An additional benefit of the OncoGeneDx Rest of Comprehensive Cancer panel is the ability to test
for multiple hereditary cancer syndromes at once. Many hereditary cancer pedigrees display
significant phenotypic overlap with those of other hereditary cancer syndromes. For example,
several cases of endometrial cancer and colorectal polyps may be present in a family with Lynch
syndrome (associated with mutations in MLH1, MSH2, MSH6, PMS2 and EPCAM) or with
Cowden syndrome (associated with mutations in PTEN). Multiple cases of ovarian cancer may be
present in a family with Lynch syndrome or hereditary breast/ovarian cancer syndrome due to a
BRCA1 or BRCA2 mutation. A hereditary cancer syndrome diagnosis cannot always be established
based upon the pedigree analysis alone. The OncogeneDx Rest of Comprehensive Cancer panel
tests for genes that are included in the Comprehensive Cancer panel that have not yet been
evaluated for a particular patient. The genes included on the panel are associated with multiple
hereditary cancer syndromes that may present similarly, including Lynch syndrome, Cowden
syndrome, Li-Fraumeni syndrome, hereditary breast/ovarian cancer syndrome, hereditary diffuse
gastric cancer, Peutz-Jeghers syndrome and others.

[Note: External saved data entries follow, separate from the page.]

//! Byte-addressed access to the settings EEPROM (24x01 class) over I2C.
use embedded_hal::i2c::{Error as _, ErrorKind};
use embedded_hal_async::delay::DelayNs;
use embedded_hal_async::i2c::I2c;

/// The EEPROM's 7-bit bus address.
pub const EEPROM_ADDRESS: u8 = 0b101_0000;

/// The time the EEPROM needs to finish an internal write cycle.
pub const WRITE_CYCLE_MS: u32 = 10;

/// Errors of a bus transaction.
#[derive(Debug, Clone, Copy, PartialEq, Eq)]
#[cfg_attr(feature = "defmt", derive(defmt::Format))]
pub enum BusError {
    /// The device did not acknowledge. The transaction was aborted.
    Nack,
    /// Any other bus fault (arbitration loss, overrun, timeout).
    Bus,
}

impl BusError {
    /// Classify an I2C error.
    fn from_kind(kind: ErrorKind) -> Self {
        match kind {
            ErrorKind::NoAcknowledge(_) => Self::Nack,
            _ => Self::Bus,
        }
    }
}

/// Byte-addressed non-volatile storage.
#[allow(async_fn_in_trait)]
pub trait ByteStore {
    /// Read the byte at `address`.
    async fn read(&mut self, address: u8) -> Result<u8, BusError>;

    /// Write `data` to `address`. Returns once the byte is persisted.
    async fn write(&mut self, address: u8, data: u8) -> Result<(), BusError>;
}

/// EEPROM driver on an async I2C bus.
///
/// Holds the bus exclusively, so at most one transaction is ever in flight.
pub struct BusDriver<I, D> {
    /// The I2C bus.
    i2c: I,
    /// Delay for the write cycle.
    delay: D,
    /// The device's 7-bit address.
    address: u8,
}

impl<I: I2c, D: DelayNs> BusDriver<I, D> {
    /// Create a driver for the EEPROM at [`EEPROM_ADDRESS`].
    pub fn new(i2c: I, delay: D) -> Self {
        Self {
            i2c,
            delay,
            address: EEPROM_ADDRESS,
        }
    }

    #[cfg(test)]
    pub(crate) fn bus(&self) -> &I {
        &self.i2c
    }

    #[cfg(test)]
    pub(crate) fn bus_mut(&mut self) -> &mut I {
        &mut self.i2c
    }
}

impl<I: I2c, D: DelayNs> ByteStore for BusDriver<I, D> {
    async fn read(&mut self, address: u8) -> Result<u8, BusError> {
        let mut data = [0u8];

        // Set the cursor, then read one byte after a repeated start.
        self.i2c
            .write_read(self.address, &[address], &mut data)
            .await
            .map_err(|e| BusError::from_kind(e.kind()))?;

        Ok(data[0])
    }

    async fn write(&mut self, address: u8, data: u8) -> Result<(), BusError> {
        self.i2c
            .write(self.address, &[address, data])
            .await
            .map_err(|e| BusError::from_kind(e.kind()))?;

        self.delay.delay_ms(WRITE_CYCLE_MS).await;
        Ok(())
    }
}
//! Handles user inputs by means of a rotary encoder with push switch.
use defmt::{debug, trace};
use embassy_stm32::exti::ExtiInput;
use embassy_stm32::gpio::Input;
use embassy_time::{Duration, Timer};
use porta_core::input::{ENCODER_DEBOUNCE_US, QuadratureDecoder};

use crate::INPUT;

/// The time the switch has to stay pressed to count as a press.
const SWITCH_DEBOUNCE: Duration = Duration::from_millis(25);

/// Resources for reading a rotary encoder.
pub struct RotaryEncoderResources {
    /// The pin for phase A, with edge detection.
    pub pin_a: ExtiInput<'static>,
    /// The pin for phase B.
    pub pin_b: Input<'static>,
}

/// Counts encoder steps.
///
/// Phase B is sampled shortly after each rising edge of phase A.
#[embassy_executor::task]
pub async fn rotary_encoder_task(mut resources: RotaryEncoderResources) {
    let mut decoder = QuadratureDecoder::new();
    decoder.detect(resources.pin_a.is_high());

    loop {
        resources.pin_a.wait_for_any_edge().await;

        if decoder.detect(resources.pin_a.is_high()) {
            Timer::after_micros(ENCODER_DEBOUNCE_US).await;

            let b_high = resources.pin_b.is_high();
            INPUT.steps.record(b_high);
            trace!("Encoder step (B {})", b_high);
        }
    }
}

/// Tracks the push switch (active low).
#[embassy_executor::task]
pub async fn switch_task(mut pin_sw: ExtiInput<'static>) {
    loop {
        pin_sw.wait_for_falling_edge().await;
        Timer::after(SWITCH_DEBOUNCE).await;

        if pin_sw.is_high() {
            // Bounce.
            continue;
        }

        INPUT.switch.press();
        debug!("Switch pressed");

        pin_sw.wait_for_high().await;
        Timer::after(SWITCH_DEBOUNCE).await;

        INPUT.switch.release();
        debug!("Switch released");
    }
}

While each of these syndromes is associated with
a significantly increased risk of cancer, each syndrome has gene-specific and site-specific cancer risks
for which National Comprehensive Cancer Network (NCCN) management recommendations
differ1,2. These may include increased cancer surveillance and options for prophylactic surgeries and
chemoprevention. Thus, it is essential that an accurate diagnosis is established for this
patient in order to determine [HIS_HER] appropriate medical management.
Conclusion:
Knowledge of this patient's genetic information is important for me to more accurately assess
[HIS_HER] cancer risks and will guide my recommendations for [HIS_HER] care. I have chosen to
send the patient’s test to GeneDx because this laboratory has highly sensitive, rapid and costeffective genetic testing for hereditary cancer syndromes, which will provide helpful medical
treatment planning information for my patient.

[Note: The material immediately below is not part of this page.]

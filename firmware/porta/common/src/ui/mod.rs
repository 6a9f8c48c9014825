//! User-interface components.

pub mod display;
pub mod encoder;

Thank you for your review and consideration. I hope you will support this request for genetic
testing coverage for [PATIENT_FIRST_NAME] [PATIENT_LAST_NAME]. If you have
questions, or if I can be of further assistance, please do not hesitate to call me at
[PHYSICIAN_PHONE_NUMBER].
Sincerely,
[PHYSICIAN_FIRST_NAME] [PHYSICIAN_LAST_NAME], MD
cc: [PATIENT_FIRST_NAME] [PATIENT_LAST_NAME]
1. NCCN Clinical Practice Guidelines in Oncology (NCCN Guidelines®). Genetic/Familial
High-Risk Assessment: Breast and Ovarian. Version 1.2015. www.nccn.org.
2. NCCN Clinical Practice Guidelines in Oncology (NCCN Guidelines®). Genetic/Familial
High-Risk Assessment: Colorectal. Version 2.2014. www.nccn.org.